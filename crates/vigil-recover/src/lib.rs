//! Multi-path recovery of the escrowed symmetric key.
//!
//! One 32-byte key K encrypts the owner's secret. K itself is escrowed over
//! three independent, failure-isolated channels:
//!
//! 1. **Public-key channel** — hex(K) encrypted sender→recipient over an
//!    authenticated public-key channel (NIP-44 in production). Convenient,
//!    but a stored ciphertext is not safe against a sufficiently powerful
//!    future adversary.
//! 2. **Passphrase channel** — K wrapped under an Argon2id-derived key.
//!    Safe as long as the passphrase is strong and remembered.
//! 3. **On-chain payload** — K in the clear inside the disclosure
//!    transaction's OP_RETURN output, protected until disclosure time by
//!    the escrow timelock alone. The only channel immune to cryptanalysis
//!    of a stored ciphertext, classical or quantum.
//!
//! Each channel recovers the identical 32 bytes on its own; a failure in
//! one never blocks trying another.

pub mod extract;
pub mod orchestrator;
pub mod peer;

pub use extract::{decode_transaction, extract_payload, find_payload, ExtractError};
pub use orchestrator::{
    escrow_secret, open_secret, recover_key_from_payload, recover_key_via_peer,
    recover_key_with_passphrase, seal_secret, unwrap_key_with_passphrase,
    wrap_key_with_passphrase, KeyEscrow, PassphraseBundle, RecoverError, RecoverySource,
    SealedSecret, SymmetricKey,
};
pub use peer::{Nip44Cipher, PeerCipher, PeerCipherError};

⁂

> [What to produce]
Above are the entries; count how many of their lines contain the word "stored" and give only that number.

> [Written solution]
2